Stored data:
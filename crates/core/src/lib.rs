pub mod chunk;
pub mod config;
pub mod document;
pub mod error;

pub use chunk::*;
pub use config::{load_dotenv, ChunkConfig};
pub use document::*;
pub use error::*;
//! Budgeted splitting over a separator priority list.
//!
//! Pieces are packed greedily at the coarsest separator that yields a split;
//! a piece that alone exceeds the budget is queued again at the next, finer
//! separator. The work is driven by an explicit task stack so a pathological
//! input (one huge paragraph, one enormous word) never deepens the call stack.

use std::ops::Range;

use tracing::warn;

use super::atomic::ProtectedSpan;
use super::helpers::{leading_ws_len, lines_from, word_starts};
use super::section::Heading;
use super::tokens::TokenCounter;

/// Split points, coarsest first.
#[derive(Debug, Clone, Copy, PartialEq, Eq, PartialOrd, Ord, Hash)]
pub enum SeparatorLevel {
    H1,
    H2,
    /// Headings of level 3 through 6.
    H3Plus,
    /// Start of a non-blank line that follows a blank line.
    Paragraph,
    /// Start of any non-blank line.
    Line,
    /// Start of a non-whitespace run.
    Word,
}

impl SeparatorLevel {
    pub const ORDER: [SeparatorLevel; 6] = [
        SeparatorLevel::H1,
        SeparatorLevel::H2,
        SeparatorLevel::H3Plus,
        SeparatorLevel::Paragraph,
        SeparatorLevel::Line,
        SeparatorLevel::Word,
    ];

    fn matches_heading(&self, level: u8) -> bool {
        match self {
            SeparatorLevel::H1 => level == 1,
            SeparatorLevel::H2 => level == 2,
            SeparatorLevel::H3Plus => level >= 3,
            _ => false,
        }
    }
}

/// A raw piece of the document produced by the segmenter.
#[derive(Debug, Clone, PartialEq, Eq)]
pub struct Segment<'a> {
    pub text: &'a str,
    pub range: Range<usize>,
    /// Over budget because it holds an atomic block that could not be split.
    pub oversized: bool,
}

enum Task {
    Emit(Range<usize>),
    /// Range plus the index into [`SeparatorLevel::ORDER`] to try first.
    Split(Range<usize>, usize),
}

pub struct Segmenter<'t, 'a, C: TokenCounter + ?Sized> {
    text: &'t str,
    spans: &'a [ProtectedSpan],
    headings: &'a [Heading],
    counter: &'a C,
    budget: usize,
}

impl<'t, 'a, C: TokenCounter + ?Sized> Segmenter<'t, 'a, C> {
    pub fn new(
        text: &'t str,
        spans: &'a [ProtectedSpan],
        headings: &'a [Heading],
        counter: &'a C,
        budget: usize,
    ) -> Self {
        Self {
            text,
            spans,
            headings,
            counter,
            budget: budget.max(1),
        }
    }

    /// Split the whole document into contiguous segments that tile it.
    ///
    /// Every segment fits the budget except those holding a protected span
    /// that could not be split, which are flagged `oversized`.
    pub fn segment(&self) -> Vec<Segment<'t>> {
        if self.text.trim().is_empty() {
            return Vec::new();
        }

        let mut out = Vec::new();
        let mut stack = vec![Task::Split(0..self.text.len(), 0)];

        while let Some(task) = stack.pop() {
            match task {
                Task::Emit(range) => out.push(self.make(range, false)),
                Task::Split(range, level) => {
                    if self.fits(&range) {
                        out.push(self.make(range, false));
                        continue;
                    }
                    match self.find_split_points(&range, level) {
                        Some((found, points)) => {
                            let tasks = self.pack(&range, &points, found);
                            stack.extend(tasks.into_iter().rev());
                        }
                        None if self.holds_protected(&range) => {
                            warn!(
                                start = range.start,
                                end = range.end,
                                budget = self.budget,
                                "atomic block exceeds token budget, emitting whole"
                            );
                            out.push(self.make(range, true));
                        }
                        None => {
                            for piece in self.hard_split(&range) {
                                out.push(self.make(piece, false));
                            }
                        }
                    }
                }
            }
        }

        out
    }

    fn make(&self, range: Range<usize>, oversized: bool) -> Segment<'t> {
        Segment {
            text: &self.text[range.clone()],
            range,
            oversized,
        }
    }

    fn fits(&self, range: &Range<usize>) -> bool {
        self.counter.count(&self.text[range.clone()]) <= self.budget
    }

    fn holds_protected(&self, range: &Range<usize>) -> bool {
        self.spans.iter().any(|s| s.intersects(range))
    }

    /// The first level, from `from` on, that offers at least one valid
    /// interior split point.
    fn find_split_points(&self, range: &Range<usize>, from: usize) -> Option<(usize, Vec<usize>)> {
        (from..SeparatorLevel::ORDER.len()).find_map(|idx| {
            let points = self.points_at(range, SeparatorLevel::ORDER[idx]);
            (!points.is_empty()).then_some((idx, points))
        })
    }

    /// Candidate split offsets inside `range` for one separator level, sorted.
    /// Points never fall in the range's leading whitespace or strictly inside
    /// a protected span.
    fn points_at(&self, range: &Range<usize>, level: SeparatorLevel) -> Vec<usize> {
        let slice = &self.text[range.clone()];
        let floor = range.start + leading_ws_len(slice);
        let interior = |p: usize| p > floor && p < range.end;

        let mut points: Vec<usize> = match level {
            SeparatorLevel::H1 | SeparatorLevel::H2 | SeparatorLevel::H3Plus => self
                .headings
                .iter()
                .filter(|h| level.matches_heading(h.level) && interior(h.offset))
                .map(|h| h.offset)
                .collect(),
            SeparatorLevel::Paragraph => {
                let mut prev_blank = false;
                let mut found = Vec::new();
                for line in lines_from(slice, range.start) {
                    let blank = line.is_blank();
                    if !blank && prev_blank && interior(line.start) {
                        found.push(line.start);
                    }
                    prev_blank = blank;
                }
                found
            }
            SeparatorLevel::Line => lines_from(slice, range.start)
                .filter(|l| !l.is_blank())
                .map(|l| l.start + leading_ws_len(l.text))
                .filter(|&p| interior(p))
                .collect(),
            SeparatorLevel::Word => word_starts(slice, range.start)
                .into_iter()
                .filter(|&p| interior(p))
                .collect(),
        };

        self.retain_outside_spans(&mut points);
        points
    }

    fn retain_outside_spans(&self, points: &mut Vec<usize>) {
        let mut idx = 0;
        points.retain(|&p| {
            while idx < self.spans.len() && self.spans[idx].end_offset <= p {
                idx += 1;
            }
            !self.spans.get(idx).is_some_and(|s| s.strictly_contains(p))
        });
    }

    /// Greedily pack the pieces between `points`; oversized pieces are queued
    /// for the next level.
    fn pack(&self, range: &Range<usize>, points: &[usize], level: usize) -> Vec<Task> {
        let mut bounds = Vec::with_capacity(points.len() + 2);
        bounds.push(range.start);
        bounds.extend_from_slice(points);
        bounds.push(range.end);

        let mut tasks = Vec::new();
        let mut buf: Option<Range<usize>> = None;

        for pair in bounds.windows(2) {
            let piece = pair[0]..pair[1];
            if let Some(current) = buf.take() {
                let joined = current.start..piece.end;
                if self.fits(&joined) {
                    buf = Some(joined);
                    continue;
                }
                tasks.push(Task::Emit(current));
            }
            if self.fits(&piece) {
                buf = Some(piece);
            } else {
                tasks.push(Task::Split(piece, level + 1));
            }
        }
        if let Some(current) = buf {
            tasks.push(Task::Emit(current));
        }

        tasks
    }

    /// Last resort for a single word longer than the budget: cut on
    /// character boundaries into the longest pieces that still fit.
    fn hard_split(&self, range: &Range<usize>) -> Vec<Range<usize>> {
        let slice = &self.text[range.clone()];
        let bounds: Vec<usize> = slice
            .char_indices()
            .skip(1)
            .map(|(i, _)| range.start + i)
            .chain(std::iter::once(range.end))
            .collect();

        let mut pieces = Vec::new();
        let mut start = range.start;
        let mut cursor = 0;

        while start < range.end {
            let candidates = &bounds[cursor..];
            let fitting = candidates.partition_point(|&end| self.fits(&(start..end)));
            // Always advance by at least one character.
            let take = fitting.max(1);
            let end = candidates[take - 1];
            pieces.push(start..end);
            start = end;
            cursor += take;
        }

        pieces
    }
}
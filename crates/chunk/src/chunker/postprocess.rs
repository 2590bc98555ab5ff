//! Overlap injection and small-chunk merging over raw segments.

use std::ops::Range;

use hwctx_core::ChunkConfig;
use tracing::debug;

use super::atomic::ProtectedSpan;
use super::helpers::{lines_from, word_starts};
use super::section::{parse_heading, starts_with_heading};
use super::segmenter::Segment;
use super::tokens::TokenCounter;

/// A chunk-to-be: its own source range plus an optional overlap prefix
/// that starts at `prefix_start` and runs up to `range.start`.
///
/// `oversized` is set only when an unsplittable block alone is larger than
/// `max_tokens`; a block that fits `max_tokens` but not the split budget
/// is treated like any other draft.
#[derive(Debug, Clone, PartialEq, Eq)]
pub(crate) struct Draft {
    pub prefix_start: usize,
    pub range: Range<usize>,
    pub tokens: usize,
    pub oversized: bool,
}

impl Draft {
    pub fn content<'t>(&self, text: &'t str) -> &'t str {
        &text[self.prefix_start..self.range.end]
    }

    pub fn overlap_len(&self) -> usize {
        self.range.start - self.prefix_start
    }
}

pub(crate) struct PostProcessor<'t, 'a, C: TokenCounter + ?Sized> {
    text: &'t str,
    spans: &'a [ProtectedSpan],
    counter: &'a C,
    config: &'a ChunkConfig,
}

impl<'t, 'a, C: TokenCounter + ?Sized> PostProcessor<'t, 'a, C> {
    pub fn new(
        text: &'t str,
        spans: &'a [ProtectedSpan],
        counter: &'a C,
        config: &'a ChunkConfig,
    ) -> Self {
        Self {
            text,
            spans,
            counter,
            config,
        }
    }

    fn count(&self, range: Range<usize>) -> usize {
        self.counter.count(&self.text[range])
    }

    /// Prefix each segment with the tail of its predecessor.
    ///
    /// Segments opening with a heading get no overlap. The tail is taken in
    /// whole words, never from a protected span, and shrinks as needed to
    /// keep the receiving chunk within `max_tokens`.
    pub fn apply_overlap(&self, segments: &[Segment<'t>]) -> Vec<Draft> {
        let mut drafts = Vec::with_capacity(segments.len());

        for (i, seg) in segments.iter().enumerate() {
            let prefix_start = match i.checked_sub(1).map(|p| &segments[p]) {
                Some(prev) if self.config.overlap_tokens > 0 && !starts_with_heading(seg.text) => {
                    self.overlap_start(&prev.range, &seg.range)
                }
                _ => seg.range.start,
            };
            drafts.push(Draft {
                prefix_start,
                range: seg.range.clone(),
                tokens: self.count(prefix_start..seg.range.end),
                oversized: seg.oversized && self.count(seg.range.clone()) > self.config.max_tokens,
            });
        }

        let with_overlap = drafts.iter().filter(|d| d.overlap_len() > 0).count();
        debug!(segments = segments.len(), with_overlap, "overlap applied");
        drafts
    }

    fn overlap_start(&self, prev: &Range<usize>, cur: &Range<usize>) -> usize {
        let floor = self
            .spans
            .iter()
            .filter(|s| s.intersects(prev))
            .map(|s| s.end_offset)
            .fold(prev.start, usize::max)
            .min(prev.end);
        let floor = self.last_heading_end(floor..prev.end).unwrap_or(floor);

        let mut start = cur.start;
        for w in word_starts(&self.text[floor..prev.end], floor).into_iter().rev() {
            if self.count(w..prev.end) > self.config.overlap_tokens
                || self.count(w..cur.end) > self.config.max_tokens
            {
                break;
            }
            start = w;
        }
        start
    }

    /// End of the last heading line in `range`, so overlap stays inside the
    /// section the receiving chunk belongs to. `range` holds no protected text.
    fn last_heading_end(&self, range: Range<usize>) -> Option<usize> {
        lines_from(&self.text[range.clone()], range.start)
            .filter(|l| l.start == 0 || self.text.as_bytes()[l.start - 1] == b'\n')
            .filter(|l| parse_heading(l.text).is_some())
            .map(|l| l.end())
            .last()
    }

    /// Fold drafts below `min_tokens` into a neighbour, the successor first.
    /// A merge that would exceed `max_tokens` is skipped unless one side
    /// already holds an atomic block larger than `max_tokens`. A lone draft is returned as is.
    pub fn merge_small(&self, drafts: Vec<Draft>) -> Vec<Draft> {
        let min = self.config.min_tokens;
        if drafts.len() <= 1 || min == 0 {
            return drafts;
        }

        let before = drafts.len();
        let mut out: Vec<Draft> = Vec::with_capacity(before);
        let mut iter = drafts.into_iter().peekable();

        while let Some(mut cur) = iter.next() {
            while cur.tokens < min {
                let Some(merged) = iter.peek().and_then(|next| self.try_merge(&cur, next)) else {
                    break;
                };
                iter.next();
                cur = merged;
            }

            if cur.tokens < min {
                if let Some(prev) = out.last_mut() {
                    if let Some(merged) = self.try_merge(prev, &cur) {
                        *prev = merged;
                        continue;
                    }
                }
            }

            out.push(cur);
        }

        debug!(before, after = out.len(), "small chunks merged");
        out
    }

    /// Join two adjacent drafts. The second one's overlap prefix is already
    /// part of the first one's body, so it disappears.
    fn try_merge(&self, first: &Draft, second: &Draft) -> Option<Draft> {
        let prefix_start = first.prefix_start;
        let range = first.range.start..second.range.end;
        let tokens = self.count(prefix_start..range.end);
        let oversized = first.oversized || second.oversized;

        (tokens <= self.config.max_tokens || oversized).then_some(Draft {
            prefix_start,
            range,
            tokens,
            oversized,
        })
    }
}
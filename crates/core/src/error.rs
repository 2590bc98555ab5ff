use thiserror::Error;

/// Errors raised by the chunking engine.
///
/// Malformed markdown is never an error: unterminated fences and broken
/// tables degrade gracefully instead.
#[derive(Error, Debug, Clone, PartialEq, Eq)]
pub enum ChunkError {
    #[error("Invalid chunk config: {0}")]
    InvalidConfig(String),
}

/// Errors raised while loading a [`ChunkConfig`](crate::ChunkConfig) from disk.
#[derive(Error, Debug)]
pub enum ConfigError {
    #[error("IO error: {0}")]
    Io(#[from] std::io::Error),

    #[error("Config parse error: {0}")]
    Parse(#[from] toml::de::Error),

    #[error(transparent)]
    Invalid(#[from] ChunkError),
}

/// A storage string that does not name a known label.
#[derive(Error, Debug, Clone, PartialEq, Eq)]
#[error("Unknown label: {0}")]
pub struct UnknownLabel(pub String);
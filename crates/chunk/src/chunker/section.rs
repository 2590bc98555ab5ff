//! Heading discovery and the heading stack behind each chunk's section path.

use super::atomic::ProtectedSpan;
use super::helpers::lines;

/// An ATX heading found outside protected spans.
#[derive(Debug, Clone, PartialEq, Eq)]
pub struct Heading {
    /// Byte offset of the start of the heading line.
    pub offset: usize,
    /// 1..=6
    pub level: u8,
    pub title: String,
}

/// Parse `# Title` style lines. The closing `#` run, if any, is dropped.
pub(crate) fn parse_heading(line: &str) -> Option<(u8, &str)> {
    let hashes = line.bytes().take_while(|&b| b == b'#').count();
    if hashes == 0 || hashes > 6 {
        return None;
    }
    let rest = &line[hashes..];
    if !rest.starts_with([' ', '\t']) {
        return None;
    }
    let mut title = rest.trim();
    let without_closing = title.trim_end_matches('#');
    if without_closing.len() < title.len()
        && (without_closing.is_empty() || without_closing.ends_with([' ', '\t']))
    {
        title = without_closing.trim_end();
    }
    if title.is_empty() {
        return None;
    }
    Some((hashes as u8, title))
}

/// Every heading in `text` that does not sit inside a protected span, in order.
pub fn find_headings(text: &str, spans: &[ProtectedSpan]) -> Vec<Heading> {
    let mut headings = Vec::new();
    let mut span_idx = 0;

    for line in lines(text) {
        while span_idx < spans.len() && spans[span_idx].end_offset <= line.start {
            span_idx += 1;
        }
        let inside = spans
            .get(span_idx)
            .is_some_and(|s| s.start_offset <= line.start && line.start < s.end_offset);
        if inside {
            continue;
        }
        if let Some((level, title)) = parse_heading(line.text) {
            headings.push(Heading {
                offset: line.start,
                level,
                title: title.to_string(),
            });
        }
    }

    headings
}

/// True when the first non-blank line of `text` is a heading.
pub(crate) fn starts_with_heading(text: &str) -> bool {
    lines(text)
        .find(|l| !l.is_blank())
        .is_some_and(|l| parse_heading(l.text).is_some())
}

/// True when `text` has content and every non-blank line is a heading.
pub(crate) fn is_heading_only(text: &str) -> bool {
    let mut seen = false;
    for line in lines(text).filter(|l| !l.is_blank()) {
        if parse_heading(line.text).is_none() {
            return false;
        }
        seen = true;
    }
    seen
}

/// Stack of open headings, strictly increasing in level from bottom to top.
#[derive(Debug, Clone, Default, PartialEq, Eq)]
pub struct SectionContext {
    stack: Vec<(u8, String)>,
}

impl SectionContext {
    pub fn new() -> Self {
        Self::default()
    }

    /// Close every open heading at `level` or deeper, then open this one.
    pub fn push(&mut self, level: u8, title: impl Into<String>) {
        while self.stack.last().is_some_and(|(l, _)| *l >= level) {
            self.stack.pop();
        }
        self.stack.push((level, title.into()));
    }

    /// Breadcrumb such as `"SPI > Configuration > DMA"`; empty with no headings.
    pub fn section_path(&self) -> String {
        self.stack
            .iter()
            .map(|(_, title)| title.as_str())
            .collect::<Vec<_>>()
            .join(" > ")
    }

    pub fn depth(&self) -> usize {
        self.stack.len()
    }
}

/// Walks a document's headings forward, one chunk at a time.
pub(crate) struct SectionTracker<'h> {
    headings: &'h [Heading],
    next: usize,
    context: SectionContext,
}

impl<'h> SectionTracker<'h> {
    pub fn new(headings: &'h [Heading]) -> Self {
        Self {
            headings,
            next: 0,
            context: SectionContext::new(),
        }
    }

    /// Apply every heading at or before `offset` and return the active path.
    /// Offsets must be non-decreasing across calls.
    pub fn advance_to(&mut self, offset: usize) -> String {
        while let Some(h) = self.headings.get(self.next) {
            if h.offset > offset {
                break;
            }
            self.context.push(h.level, h.title.clone());
            self.next += 1;
        }
        self.context.section_path()
    }
}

Your objective: Say only the number of lines of the data above in which the string "TokenCounter" occurs.

Written solution: 6